Mark Beard, a contemporary painter working under six artistic personas with timelines ranging from the late 1880’s to the modern day, will have new paintings featured in the front room by none other than his most prolific character, Bruce Sargeant. The imagined English artist is best known for his oil paintings made during the 1930’s and 40’s that celebrate the male form. He is also recognized for the sprawling murals that graced the walls of five Abercrombie & Fitch flagship stores worldwide during the early-mid 2000’s. This exhibit will showcase newly stretched sections from the Milan, Paris, and London murals as well as smaller paintings fresh off the easel from Beard’s NYC studio.
David Konigsberg will exhibit a body of work created in the fall and winter of a most unstable year in which he found personal equilibrium to be in desperately short supply.
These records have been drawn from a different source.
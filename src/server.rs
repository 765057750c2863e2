use anyhow::{Context, Result};
use axum::{
    Router,
    extract::{State, WebSocketUpgrade, ws::WebSocket},
    http::{Method, StatusCode, Uri},
    response::{IntoResponse, Response},
    routing::get,
};
use std::{net::SocketAddr, path::PathBuf, sync::Arc};
use tokio::net::TcpListener;
use tracing::{info, warn};

use crate::assets;
use crate::config::RelayConfig;
use crate::relay::{self, RemoteEndpoint};
use crate::state::ConnectionTracker;

/// The one reserved path that triggers proxy behavior; everything else is
/// served statically.
pub const PROXY_PATH: &str = "/vnc-proxy";

/// How the relay decides when to exit.
#[derive(Debug, Clone, Copy, PartialEq, Eq)]
pub enum RunMode {
    /// Exit on operator Enter or on the idle timeout, whichever comes first.
    Interactive,
    /// No terminal attached; exit on the idle timeout only.
    Headless,
}

/// Shared state behind the router.
pub struct AppState {
    pub remote: RemoteEndpoint,
    pub tracker: ConnectionTracker,
    pub asset_root: PathBuf,
}

/// One relay instance: serves the bundled viewer and bridges its WebSocket
/// connections to a single remote console target.
pub struct RelayServer {
    config: RelayConfig,
    state: Arc<AppState>,
}

impl RelayServer {
    /// Validates the config, filters the auth headers, and resolves the asset
    /// root. All construction-time failures surface here, before any port is
    /// bound or browser opened.
    pub fn new(config: RelayConfig) -> Result<Self> {
        config.validate()?;
        let remote = RemoteEndpoint::from_config(&config)?;
        let asset_root = config.asset_root.canonicalize().with_context(|| {
            format!("Asset root not found: {}", config.asset_root.display())
        })?;

        let state = Arc::new(AppState {
            remote,
            tracker: ConnectionTracker::new(),
            asset_root,
        });
        Ok(Self { config, state })
    }

    /// Binds the local port. Fatal if the port is unavailable; callers open
    /// the browser only after this succeeds.
    pub async fn bind(self) -> Result<BoundRelay> {
        let addr = ("127.0.0.1", self.config.local_port);
        let listener = TcpListener::bind(addr)
            .await
            .with_context(|| format!("Failed to bind local port {}", self.config.local_port))?;
        let local_addr = listener
            .local_addr()
            .context("Failed to read bound local address")?;

        info!(listen_addr = %local_addr, "Console relay listening");
        Ok(BoundRelay {
            listener,
            local_addr,
            config: self.config,
            state: self.state,
        })
    }
}

/// A relay with its local port bound, ready to serve.
pub struct BoundRelay {
    listener: TcpListener,
    local_addr: SocketAddr,
    config: RelayConfig,
    state: Arc<AppState>,
}

impl BoundRelay {
    #[must_use]
    pub fn local_addr(&self) -> SocketAddr {
        self.local_addr
    }

    /// Browser entry URL for the actually-bound port.
    #[must_use]
    pub fn browser_url(&self) -> String {
        self.config.browser_url(self.local_addr.port())
    }

    /// Serves until the mode's exit condition fires, then closes down even if
    /// viewer sessions are still open. Session-level faults are contained;
    /// only server-level failures propagate.
    pub async fn serve(self, mode: RunMode) -> Result<()> {
        let tracker = self.state.tracker.clone();
        let grace = self.config.disconnect_grace();
        let first_connection_timeout = self.config.first_connection_timeout();

        let shutdown = async move {
            match mode {
                RunMode::Headless => {
                    tracker.idle_shutdown(grace, first_connection_timeout).await;
                }
                RunMode::Interactive => {
                    tokio::select! {
                        _ = operator_signal() => info!("Operator requested shutdown"),
                        () = tracker.idle_shutdown(grace, None) => {}
                    }
                }
            }
        };

        serve_until(self.listener, router(self.state), shutdown).await
    }
}

/// Resolves when the operator presses Enter.
///
/// The terminal read happens on a detached thread, not a runtime blocking
/// task: when the idle timeout wins the shutdown race, a pending blocking
/// task would stall runtime shutdown until Enter is pressed, while a detached
/// thread holds nothing up.
fn operator_signal() -> tokio::sync::oneshot::Receiver<()> {
    let (tx, rx) = tokio::sync::oneshot::channel();
    std::thread::spawn(move || {
        let mut line = String::new();
        let _ = std::io::stdin().read_line(&mut line);
        let _ = tx.send(());
    });
    rx
}

/// Serves until `shutdown` resolves, then stops immediately.
///
/// The server future is dropped rather than drained: a graceful drain would
/// wait out upgraded WebSocket sessions, so an operator-requested exit with a
/// viewer still attached would never complete.
async fn serve_until(
    listener: TcpListener,
    app: Router,
    shutdown: impl std::future::Future<Output = ()>,
) -> Result<()> {
    tokio::select! {
        result = axum::serve(listener, app).into_future() => {
            result.context("Relay server failed")
        }
        () = shutdown => Ok(()),
    }
}

#[must_use]
pub fn router(state: Arc<AppState>) -> Router {
    Router::new()
        .route(PROXY_PATH, get(proxy_handler))
        .fallback(asset_handler)
        .with_state(state)
}

async fn proxy_handler(State(state): State<Arc<AppState>>, ws: WebSocketUpgrade) -> Response {
    ws.on_upgrade(move |socket| handle_session(state, socket))
}

async fn handle_session(state: Arc<AppState>, client: WebSocket) {
    state.tracker.session_opened();
    info!(
        active = state.tracker.active_sessions(),
        "Console session opened"
    );

    if let Err(e) = relay::run_session(client, &state.remote).await {
        warn!(error = %e, "Console session ended with error");
    }
    state.tracker.session_closed();
}

async fn asset_handler(
    State(state): State<Arc<AppState>>,
    method: Method,
    uri: Uri,
) -> Response {
    if method != Method::GET {
        return StatusCode::NOT_FOUND.into_response();
    }
    assets::serve(&state.asset_root, uri.path()).await
}
//! Local console relay server.
//!
//! Serves the bundled noVNC client over local HTTP and proxies WebSocket console
//! sessions between the browser and a remote virtualization host, authenticated
//! with a one-time console ticket. One relay instance serves one remote target,
//! and exits on its own once the last viewer disconnects.

pub mod assets;
pub mod config;
pub mod headers;
pub mod relay;
pub mod server;
pub mod state;
pub mod tls;

// Re-export commonly used types and functions
pub use config::RelayConfig;
pub use headers::filter_ws_headers;
pub use relay::{RemoteEndpoint, remote_url};
pub use server::{BoundRelay, PROXY_PATH, RelayServer, RunMode};
pub use state::ConnectionTracker;
pub use tls::insecure_client_config;
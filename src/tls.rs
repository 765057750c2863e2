use anyhow::{Context, Result};
use rustls::client::danger::{HandshakeSignatureValid, ServerCertVerified, ServerCertVerifier};
use rustls::crypto::CryptoProvider;
use rustls::pki_types::{CertificateDer, ServerName, UnixTime};
use rustls::{ClientConfig, DigitallySignedStruct, SignatureScheme};
use std::sync::Arc;

/// Client TLS config that skips certificate and hostname verification.
///
/// Used only when the relay config explicitly disables TLS verification, for
/// hosts running with their factory self-signed certificate.
pub fn insecure_client_config() -> Result<ClientConfig> {
    let provider = Arc::new(rustls::crypto::ring::default_provider());
    let config = ClientConfig::builder_with_provider(provider.clone())
        .with_safe_default_protocol_versions()
        .context("Failed to select TLS protocol versions")?
        .dangerous()
        .with_custom_certificate_verifier(Arc::new(AcceptAnyServerCert { provider }))
        .with_no_client_auth();
    Ok(config)
}

#[derive(Debug)]
struct AcceptAnyServerCert {
    provider: Arc<CryptoProvider>,
}

impl ServerCertVerifier for AcceptAnyServerCert {
    fn verify_server_cert(
        &self,
        _end_entity: &CertificateDer<'_>,
        _intermediates: &[CertificateDer<'_>],
        _server_name: &ServerName<'_>,
        _ocsp_response: &[u8],
        _now: UnixTime,
    ) -> Result<ServerCertVerified, rustls::Error> {
        Ok(ServerCertVerified::assertion())
    }

    fn verify_tls12_signature(
        &self,
        _message: &[u8],
        _cert: &CertificateDer<'_>,
        _dss: &DigitallySignedStruct,
    ) -> Result<HandshakeSignatureValid, rustls::Error> {
        Ok(HandshakeSignatureValid::assertion())
    }

    fn verify_tls13_signature(
        &self,
        _message: &[u8],
        _cert: &CertificateDer<'_>,
        _dss: &DigitallySignedStruct,
    ) -> Result<HandshakeSignatureValid, rustls::Error> {
        Ok(HandshakeSignatureValid::assertion())
    }

    fn supported_verify_schemes(&self) -> Vec<SignatureScheme> {
        self.provider
            .signature_verification_algorithms
            .supported_schemes()
    }
}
Yet, as he shifts the perspective to omniscient heights, we find beautiful balance and hopeful resolve in our new vantage point. Two, large paintings consisting of billowy clouds reflect light and shadow; their delicate suspension suggests imminent evolution and change. In another work entitled Clearing, the line between earth and sky is blurred. Voluminous treetops resemble the atmosphere above, reminding us of our current state of flux. In a truly bittersweet painting entitled Dock, 11:15, two figures sit side by side, turquoise waters stretched before them. They are spaced what has become a familiar six feet apart. It leaves us looking ahead towards a day we can stand shoulder to shoulder – literally and figuratively.
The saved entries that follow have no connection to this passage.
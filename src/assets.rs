use axum::{
    http::{StatusCode, header},
    response::{IntoResponse, Response},
};
use std::path::{Component, Path, PathBuf};
use tracing::{debug, warn};

/// Document served for `/`.
pub const ENTRY_DOCUMENT: &str = "vnc.html";

/// Serves one file from the bundled client directory.
///
/// `root` must already be canonicalized. `raw_path` is the percent-encoded URL
/// path as received. The resolved file must stay within `root` after decoding
/// and resolving `.`/`..`/symlinks; anything that escapes is answered with
/// Forbidden, never with file contents.
pub async fn serve(root: &Path, raw_path: &str) -> Response {
    let Ok(decoded) = urlencoding::decode(raw_path) else {
        return status_response(StatusCode::BAD_REQUEST);
    };

    let relative = match relative_candidate(&decoded) {
        Ok(relative) => relative,
        Err(status) => {
            warn!(path = raw_path, status = %status, "Rejected static path");
            return status_response(status);
        }
    };

    let resolved = match tokio::fs::canonicalize(root.join(&relative)).await {
        Ok(resolved) => resolved,
        Err(_) => return status_response(StatusCode::NOT_FOUND),
    };
    if !resolved.starts_with(root) {
        warn!(path = raw_path, "Static path resolved outside the asset root");
        return status_response(StatusCode::FORBIDDEN);
    }

    // Directories and unreadable entries both fall out as Not Found.
    match tokio::fs::read(&resolved).await {
        Ok(body) => {
            let mime = mime_guess::from_path(&resolved).first_or_octet_stream();
            debug!(path = raw_path, bytes = body.len(), "Serving static file");
            (
                StatusCode::OK,
                [(header::CONTENT_TYPE, mime.to_string())],
                body,
            )
                .into_response()
        }
        Err(_) => status_response(StatusCode::NOT_FOUND),
    }
}

/// Maps a decoded URL path to a relative path under the asset root.
///
/// Rejects paths that cannot be expressed relative to the root with Bad
/// Request, and any `..` segment with Forbidden.
fn relative_candidate(decoded: &str) -> Result<PathBuf, StatusCode> {
    let path = match decoded {
        "" | "/" => ENTRY_DOCUMENT,
        other => other.strip_prefix('/').ok_or(StatusCode::BAD_REQUEST)?,
    };

    let relative = PathBuf::from(path);
    for component in relative.components() {
        match component {
            Component::Normal(_) | Component::CurDir => {}
            Component::ParentDir => return Err(StatusCode::FORBIDDEN),
            Component::RootDir | Component::Prefix(_) => return Err(StatusCode::BAD_REQUEST),
        }
    }
    Ok(relative)
}

fn status_response(status: StatusCode) -> Response {
    let body = format!(
        "{} {}\n",
        status.as_u16(),
        status.canonical_reason().unwrap_or("")
    );
    (status, [(header::CONTENT_TYPE, "text/plain".to_string())], body).into_response()
}

#[cfg(test)]
mod tests {
    use super::*;
    use http_body_util::BodyExt;
    use std::fs;
    use tempfile::TempDir;

    /// Asset root with an entry document and a nested file, plus a secret
    /// outside the root that traversal attempts aim for.
    fn asset_fixture() -> (TempDir, PathBuf) {
        let dir = TempDir::new().unwrap();
        let root = dir.path().join("novnc");
        fs::create_dir_all(root.join("core")).unwrap();
        fs::write(root.join(ENTRY_DOCUMENT), b"<html>viewer</html>").unwrap();
        fs::write(root.join("core/rfb.js"), b"export default class RFB {}").unwrap();
        fs::write(dir.path().join("secret.txt"), b"credentials").unwrap();
        let canonical = root.canonicalize().unwrap();
        (dir, canonical)
    }

    async fn body_bytes(response: Response) -> Vec<u8> {
        response
            .into_body()
            .collect()
            .await
            .unwrap()
            .to_bytes()
            .to_vec()
    }

    #[tokio::test]
    async fn serves_nested_file_with_mime_type() {
        let (_dir, root) = asset_fixture();
        let response = serve(&root, "/core/rfb.js").await;
        assert_eq!(response.status(), StatusCode::OK);
        let content_type = response
            .headers()
            .get(header::CONTENT_TYPE)
            .unwrap()
            .to_str()
            .unwrap()
            .to_string();
        assert!(content_type.contains("javascript"), "{content_type}");
        assert_eq!(body_bytes(response).await, b"export default class RFB {}");
    }

    #[tokio::test]
    async fn root_aliases_to_entry_document() {
        let (_dir, root) = asset_fixture();
        let by_alias = serve(&root, "/").await;
        let by_name = serve(&root, "/vnc.html").await;
        assert_eq!(by_alias.status(), StatusCode::OK);
        assert_eq!(by_name.status(), StatusCode::OK);
        assert_eq!(body_bytes(by_alias).await, body_bytes(by_name).await);
    }

    #[tokio::test]
    async fn rejects_raw_traversal() {
        let (_dir, root) = asset_fixture();
        let response = serve(&root, "/../secret.txt").await;
        assert_eq!(response.status(), StatusCode::FORBIDDEN);
    }

    #[tokio::test]
    async fn rejects_percent_encoded_traversal() {
        let (_dir, root) = asset_fixture();
        for path in ["/%2e%2e/secret.txt", "/core/%2e%2e/%2e%2e/secret.txt"] {
            let response = serve(&root, path).await;
            assert_eq!(response.status(), StatusCode::FORBIDDEN, "{path}");
        }
    }

    #[cfg(unix)]
    #[tokio::test]
    async fn rejects_symlink_escape() {
        let (dir, root) = asset_fixture();
        std::os::unix::fs::symlink(dir.path().join("secret.txt"), root.join("leak")).unwrap();
        let response = serve(&root, "/leak").await;
        assert_eq!(response.status(), StatusCode::FORBIDDEN);
    }

    #[tokio::test]
    async fn missing_file_is_not_found() {
        let (_dir, root) = asset_fixture();
        let response = serve(&root, "/nope.js").await;
        assert_eq!(response.status(), StatusCode::NOT_FOUND);
    }

    #[tokio::test]
    async fn directory_is_not_found() {
        let (_dir, root) = asset_fixture();
        let response = serve(&root, "/core").await;
        assert_eq!(response.status(), StatusCode::NOT_FOUND);
    }

    #[tokio::test]
    async fn double_slash_prefix_is_bad_request() {
        let (_dir, root) = asset_fixture();
        let response = serve(&root, "//etc/passwd").await;
        assert_eq!(response.status(), StatusCode::BAD_REQUEST);
    }
}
David Dew Bruner will present a new series of paintings and drawings inspired by the iconic Greek statue of the winged goddess, Nike. Now prominently displayed at the Louvre in Paris, the riveting marble sculpture from 190 BC has symbolized victory for millennia, and became an uplifting visual reminder to the Stottville, NY artist that the triumph over the corona virus is within reach. Studying a small-scale replica in his home while undoubtedly listening to the news in the background, Bruner captured the figure flying triumphantly forward, which under a modern lens came to “signify the arrival of the vaccine and the restoration of hope”, says the artist. In keeping with his past work that reinterpreted famous paintings like Velazquez’s Infanta Margarita and Morandi’s bottle still lifes, Bruner reworked the winged goddess with his signature enlivened markings in graphite and acrylic in studies ranging 5 inches to 6 feet tall. The final compositions are complemented with antique frames hand selected from the artist’s collection.
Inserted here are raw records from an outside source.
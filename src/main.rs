use anyhow::{Context, Result, bail};
use tracing::info;

use vnc_relay::{RelayConfig, RelayServer, RunMode};

/// Entry point for running the relay as its own process, typically spawned in
/// the background by the CLI: `vnc-relay [--interactive] '<json-config>'`.
/// The JSON argument carries the full `RelayConfig`.
#[tokio::main]
async fn main() -> Result<()> {
    tracing_subscriber::fmt::init();

    let mut mode = RunMode::Headless;
    let mut config_json = None;
    for arg in std::env::args().skip(1) {
        match arg.as_str() {
            "--interactive" => mode = RunMode::Interactive,
            _ if config_json.is_none() => config_json = Some(arg),
            other => bail!("Unexpected argument: {other}"),
        }
    }
    let config_json = config_json.context("Usage: vnc-relay [--interactive] '<json-config>'")?;

    let config = RelayConfig::from_json(&config_json)?;
    let bound = RelayServer::new(config)?.bind().await?;
    info!(url = %bound.browser_url(), mode = ?mode, "Console relay ready");

    bound.serve(mode).await
}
Revered artist and designer Frank Faulkner was well known among locals for his handsome restorations of prominent historic proprieties on Hudson’s Warren Street and beyond. It is apparent that the applied arts like classical architecture, Persian rugs, chinoiserie, and Samurai armor greatly influenced his own painting style. His technique employs a rich variety of texture and color evoking the qualities of mosaics and tapestry. According to the artist, the paintings on view experiment with representational imagery. Central designs are positioned in spaces suggestive of landscapes where the settings utilize horizon lines and natural, atmospheric light. Organic compositions take their cues from natural flora endowed with fantasy, which intentionally disorient the viewer. These works present the argument for the imaginary versus the empirical world.
Sepia toned landscape photographs by Albany based artist, David Seiler, will also be view. Operating in the space between photography and painting, these large-scale vistas that capture the majestic cliffs and dramatic hillsides of the Scottish Islands, have a surface built up with mixed materials to suggest an aged patina and feeling of nostalgia.